The code for this work is open-sourced at link. This work does not raise any ethical issues.

# 2 LATENCY MODELING BACKGROUND

In the context of verification, there are multiple approaches to model latency in a network. We will briefly compare 4 possible methods that might be useful to attack this problem and and its limitation to illustrate the methodological challenge to accurately model latency.

# 2.1 Simulation

One of the available methods to reason about latency in a network is by simulating it using a network simulator (e.g. ns3, omnet). On a high level, the tool will simulate the lifecycle of packets, created by a load generator, and the user could fail some network components and collect the packets' latency measurement to see how the perturbation affects the latency property in question.

Network simulator has been widely used in our community as an alternative to experimenting on a bare-metal system. While generally accurate, network simulators notoriously take a long time to run. Moreover, the simulation workflow is more akin to testing than verification, relying on the

user to create failure scenarios and reason about latency in a contrapositive way – the absence of a negative result does not mean the property is guaranteed to be fulfilled.

#### 2.2 Timed Automata

Timed Automata is an extension to the classic Finite State Machine (FSM) in automata theory that adds a global clock to be used as transition constraints. The runtime will keep a set of global clock that monotonously increases and can be individually reset. Using these clocks, we could construct the state machine that constraints each transition with a time limit. With this additional time constraints, we could verify properties in a similar way as traditional model checking methods (e.g. using CTL formulas).

While this technique offers a proper verification framework and a higher level of abstraction compared to simulation, traditional Timed Automata theory is deterministic, offering no random transitions to express random component failure and a way to reason about latency probabilistically.

A popular Timed Automata modeling tool, UPPAAL, tried to alleviate this determinism problem by introducing Statistical Model Checking (SMC) on top of their Timed Automata model. The feature allows user to introduce random transition (with configurable weights) and distribution based transition, in order to probabilistically reason about the desired property and model random failures of network components.

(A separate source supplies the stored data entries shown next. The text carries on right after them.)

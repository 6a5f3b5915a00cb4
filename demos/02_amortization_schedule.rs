/// year-by-year amortization schedule rebuilt from a monthly breakdown
use mortgage_engine_rs::chrono::NaiveDate;
use mortgage_engine_rs::{AmortizationSchedule, LoanInput, Money, MortgageEngine, Rate};
use rust_decimal_macros::dec;

fn main() -> Result<(), Box<dyn std::error::Error>> {
    let input = LoanInput::builder()
        .home_price(Money::from_major(300_000))
        .down_payment_percent(dec!(20))
        .annual_rate(Rate::from_percent(dec!(4.5)))
        .term_years(30)
        .build()?;

    let result = MortgageEngine::default().calculate(&input)?;

    // the breakdown alone carries enough to rebuild the schedule
    let start = NaiveDate::from_ymd_opt(2026, 1, 1).unwrap();
    let schedule = AmortizationSchedule::generate(&result.breakdown, Some(start));

    println!("year  principal     interest     balance");
    for year in &schedule.years {
        println!(
            "{}  {:>12}  {:>11}  {:>10}",
            year.calendar_year.unwrap_or(year.year as i32),
            year.principal_paid.round_dp(2).to_string(),
            year.interest_paid.round_dp(2).to_string(),
            year.remaining_balance.round_dp(2).to_string(),
        );
    }

    println!("total principal: {}", schedule.total_principal.round_dp(2));
    println!("total interest:  {}", schedule.total_interest.round_dp(2));

    // the lazy monthly iterator is restartable and needs no allocation
    let first_month = result.breakdown.monthly_schedule().next().unwrap();
    println!(
        "first month: {} principal, {} interest",
        first_month.principal_paid.round_dp(2),
        first_month.interest_paid.round_dp(2),
    );

    Ok(())
}
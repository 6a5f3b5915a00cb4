/// 15-vs-30-year comparison on the same loan
use mortgage_engine_rs::{LoanInput, Money, MortgageEngine, Rate, DEFAULT_COMPARISON_TERMS};
use rust_decimal_macros::dec;

fn main() -> Result<(), Box<dyn std::error::Error>> {
    let input = LoanInput::builder()
        .home_price(Money::from_major(450_000))
        .square_footage(dec!(2400))
        .down_payment_amount(Money::from_major(90_000))
        .annual_rate(Rate::from_percent(dec!(5.25)))
        .term_years(30)
        .build()?;

    let comparison = MortgageEngine::default().compare(&input, DEFAULT_COMPARISON_TERMS)?;

    for (term, result) in comparison.terms_years.iter().zip(&comparison.results) {
        println!("{term} years:");
        println!("  monthly payment: {}", result.monthly_payment.round_dp(2));
        println!("  total cost:      {}", result.total_cost.round_dp(2));
        println!("  total interest:  {}", result.total_interest.round_dp(2));
    }

    println!(
        "30-year saves {} per month but costs {} more overall",
        comparison.monthly_payment_difference().abs().round_dp(2),
        comparison.total_cost_difference().round_dp(2),
    );

    Ok(())
}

However, they did it by collecting the statistical property of multiple simulation runs, which has the same drawback as the simulation-based method. It is also limited in its choice of probability distribution, only allowing user to use uniform and exponential distribution.

# 2.3 Queuing Theory

Another theoretical framework that is more closely related to networking devices are queuing theory. Queuing theory allows you to reason about the equilibrium latency of a given traffic, given the arrival and processing distribution to each component, among other things.

One major downside of this framework, however, is the limitation of assumed probability distributions that is being used in each queue and the arrival process. Where one could derive a closed-form solution for a network where the queues and / or the arrival process are identified as a poisson process (i.e. Jackson network, BCMP network [6]), the same thing cannot be said for a queuing network that posits a more diverse queuing behavior. A framework to describe a queuing network with an arbitrary queuing behavior and arrival process in this theory is yet to be discovered.



Figure 1: Overview of Tempus

# 2.4 Tempus

Considering these available approaches and their respective strength and limitation, we devise a simple yet powerful framework to verify the latency property in a given network.

Our main idea is to model the latency of a given network component as an independent random variable. By modeling the latency this way, we could then operate on those random variable to model the latency of a given path, and eventually the latency of a given src-dst pair. Using the resulting random variable, we could then determine the temporal property in question by analyzing the statistical property of the resulting probability distribution.

This framework is expressive. The packet interarrival time that is represented by the latency distribution in each router encodes the latency information of the various traffic that is going through the network. At the same time, it also encodes the effect of congestion and flow control scheme that affects those traffic.

This framework is performant. Operating on the highlevel of abstraction of the latency distribution in each network components allows this framework to perform the verification task in a matter of minutes? We demonstrate our evaluation result on Section 6.

This framework is practical. Queue length is a common metric that is used to measure the resource utilization of a network [7] [8]. Using this metric, one could easily construct a latency distribution by combining it with the line rate bandwidth.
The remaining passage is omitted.